Bundesnotbremse, Impfpflicht und Distanzlehre

Wenn aber der Maßstab die Vertretbarkeit ist und nicht eine vorgeblich glasklare Wahrheit, dann ist – gerade in einer volatilen Krise, in der permanent vorläufige Entscheidungen getroffen werden müssen – sehr vieles verfassungsrechtlich zulässig, ohne dass damit schon entschieden wäre, ob eine Maßnahme politisch klug ist. Je multipolarer und komplexer die Abwägungen sind, desto weniger ist das politische Ergebnis verfassungsrechtlich punktgenau vorgegeben. Das gestattet auch weitgehende Maßnahmen wie die "Bundesnotbremse", "3G" (genesen, geimpft, getestet) oder "2G" (genesen, geimpft), soweit sie sich, was immer im Detail zu prüfen ist, am Leitfaden des Verhältnismäßigkeitsprinzips legitimieren lassen.
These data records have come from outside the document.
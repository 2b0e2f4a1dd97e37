pub mod bank_summary;
pub mod latency_summary;
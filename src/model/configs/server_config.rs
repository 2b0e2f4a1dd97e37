use crate::common::*;

#[derive(Serialize, Deserialize, Debug, Clone, Getters)]
#[getset(get = "pub")]
pub struct ServerConfig {
    #[serde(default = "default_host")]
    pub host: String,
    #[serde(default = "default_port")]
    pub port: u16,
}

fn default_host() -> String {
    String::from("0.0.0.0")
}

fn default_port() -> u16 {
    3000
}

impl ServerConfig {
    #[doc = "Address the HTTP listener binds to."]
    pub fn bind_addr(&self) -> String {
        format!("{}:{}", self.host, self.port)
    }
}
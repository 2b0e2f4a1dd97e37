use crate::common::*;

#[doc = "toml 파일을 읽어서 객체로 변환해주는 함수"]
/// # Arguments
/// * `file_path` - 읽을 대상 toml 파일이 존재하는 경로
///
/// # Returns
/// * Result<T, anyhow::Error>
pub fn read_toml_from_file<T: DeserializeOwned>(file_path: &str) -> Result<T, anyhow::Error> {
    let toml_content: String = std::fs::read_to_string(file_path)
        .map_err(|e| anyhow!("[read_toml_from_file] cannot read '{}': {:?}", file_path, e))?;
    let toml: T = toml::from_str(&toml_content)?;

    Ok(toml)
}
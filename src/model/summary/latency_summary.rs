use crate::common::*;

#[derive(Debug, Clone, PartialEq, Serialize, Deserialize, Getters, new)]
#[getset(get = "pub")]
pub struct PercentileValues {
    pub p50: f64,
    pub p75: f64,
    pub p90: f64,
    pub p95: f64,
    pub p99: f64,
}

#[derive(Debug, Clone, PartialEq, Serialize, Deserialize, Getters, new)]
#[getset(get = "pub")]
pub struct OperationPercentiles {
    #[serde(rename = "operationName")]
    pub operation_name: String,
    /// Total hit count of the whole search, repeated on every operation.
    #[serde(rename = "transactionCount")]
    pub transaction_count: i64,
    pub percentiles: PercentileValues,
}

#[derive(Debug, Clone, PartialEq, Serialize, Deserialize, Getters, new)]
#[getset(get = "pub")]
pub struct SlowTransaction {
    #[serde(rename = "operationName")]
    pub operation_name: String,
    /// Milliseconds with two decimals and an `ms` suffix.
    pub duration: String,
}

/// operation name -> slowest traces, longest first
pub type SlowTransactionSummary = BTreeMap<String, Vec<SlowTransaction>>;
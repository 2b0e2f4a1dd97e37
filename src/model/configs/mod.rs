pub mod config;
pub mod elastic_config;
pub mod index_config;
pub mod server_config;
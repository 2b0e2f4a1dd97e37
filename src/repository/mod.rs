pub mod es_repository;
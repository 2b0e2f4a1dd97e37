pub mod es_repository_trait;
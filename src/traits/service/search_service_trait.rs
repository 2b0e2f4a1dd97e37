use crate::common::*;

#[async_trait]
pub trait SearchService {
    async fn fetch_corpus(&self) -> anyhow::Result<String>;
    async fn fetch_with_query(&self, es_query: &Value) -> anyhow::Result<String>;
}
"Impfverweigerer haben keinen Anspruch darauf, dass ihre zur Willkür mutierte 'Freiheit', andere in Gefahr zu bringen, respektiert wird."
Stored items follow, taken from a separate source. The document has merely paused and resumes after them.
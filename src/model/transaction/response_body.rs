use crate::common::*;

/// Fields of the `http.response.body` payload that the bank summaries look at.
///
/// Every lookup is optional. A missing field reads as an empty string, and a
/// non-string scalar reads as its JSON text.
#[derive(Debug, Clone, Default, PartialEq, Getters)]
#[getset(get = "pub")]
pub struct ResponseBody {
    source_bank_id: String,
    source_bank_name: String,
    destination_bank_id: String,
    destination_bank_name: String,
    account_bank_id: String,
    transaction_type: String,
    transaction_date: String,
    /// `Some` whenever the key exists, even with a `null` value.
    exception_type: Option<String>,
}

impl ResponseBody {
    #[doc = "Builds a ResponseBody from an already parsed payload object."]
    pub fn from_value(body: &Value) -> Self {
        Self {
            source_bank_id: get_str_by_pointer(body, "/sourceAccount/bank/bankId"),
            source_bank_name: get_str_by_pointer(body, "/sourceAccount/bank/name"),
            destination_bank_id: get_str_by_pointer(body, "/destinationAccount/bank/bankId"),
            destination_bank_name: get_str_by_pointer(body, "/destinationAccount/bank/name"),
            account_bank_id: get_str_by_pointer(body, "/accountDetails/bank/bankId"),
            transaction_type: get_str_by_pointer(body, "/transactionType"),
            transaction_date: get_str_by_pointer(body, "/transactionDate"),
            exception_type: body.get("exceptionType").map(convert_value_to_string),
        }
    }

    #[doc = "A record that carries `exceptionType` is an error record."]
    pub fn has_exception(&self) -> bool {
        self.exception_type.is_some()
    }

    pub fn is_source_bank(&self, bank_id: &str) -> bool {
        self.source_bank_id == bank_id
    }

    pub fn is_destination_bank(&self, bank_id: &str) -> bool {
        self.destination_bank_id == bank_id
    }

    pub fn is_account_bank(&self, bank_id: &str) -> bool {
        self.account_bank_id == bank_id
    }
}

#[doc = "Reads a nested field as text, empty when any segment is missing."]
fn get_str_by_pointer(body: &Value, pointer: &str) -> String {
    body.pointer(pointer)
        .map(convert_value_to_string)
        .unwrap_or_default()
}

fn convert_value_to_string(value: &Value) -> String {
    match value {
        Value::String(text) => text.clone(),
        Value::Null => String::new(),
        other => other.to_string(),
    }
}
Auch berufsbezogene Impfpflichten können zum Schutze vulnerabler Personen gerechtfertigt sein, wenn die Annahme vertretbar ist, dass andere Maßnahmen nicht taugen, um Menschen, die zum Beispiel in der Pflege oder in Einrichtungen des Gesundheitswesens tätig sind, zur Impfung zu bewegen. Allerdings ist eine Impfpflicht nur so viel wert, wie sie effektiv durchsetzbar ist. Ohne Klarheit über die personalrechtlichen Folgen der Impfverweigerung wird die Impfpflicht ein stumpfes Schwert bleiben. Sie wäre eine unzumutbare Belastung, wenn Impfverweigerern nicht klar vor Augen geführt wird, was die rechtlichen Folgen ihres Verhaltens sind. Impfverweigerer haben zwar keinen Anspruch darauf, dass ihre zur Willkür mutierte "Freiheit", andere in Gefahr zu bringen, respektiert wird. Sie dürfen aber vom Rechtsstaat erwarten, dass er ihre Verantwortungslosigkeit in verlässlich vorhersehbarer Weise sanktioniert.

Und die Hochschulen? Dass sie in der Pandemie derart wenig in den Fokus der politisch Verantwortlichen geraten sind, ist primär kein verfassungsrechtliches Problem. Hier dürfte eher der Stellenwert tertiärer Bildung im politischen Diskurs deutlich werden. Hunderttausende Lehrende und Millionen Studierende haben in einer Mischung aus Fatalismus, Bequemlichkeit und ausgeprägtem Vorsichtsdenken akzeptiert, dass die Lehr-, Lern- und Forschungsfreiheit zur Freiheit geworden ist, Zoom und andere Videokonferenzformate zu nutzen. Die anhaltende Denormalisierung der Lebens- und Denkverhältnisse an den Hochschulen steht exemplarisch für die Frage, ob wir dauerhafte Verschiebungen der Normalitätsvorstellungen erleben, die erst noch reflexiv und emotional eingeholt und als "normal" anerkannt werden müssen. Die Grundrechte des Grundgesetzes schirmen diese Suche nach neuen Antworten gegen Maßlosigkeiten ab. Gebote des guten Lebens, die uns letzte Wahrheiten zur Pandemiepolitik auch an den Hochschulen bescheren, sind sie nicht.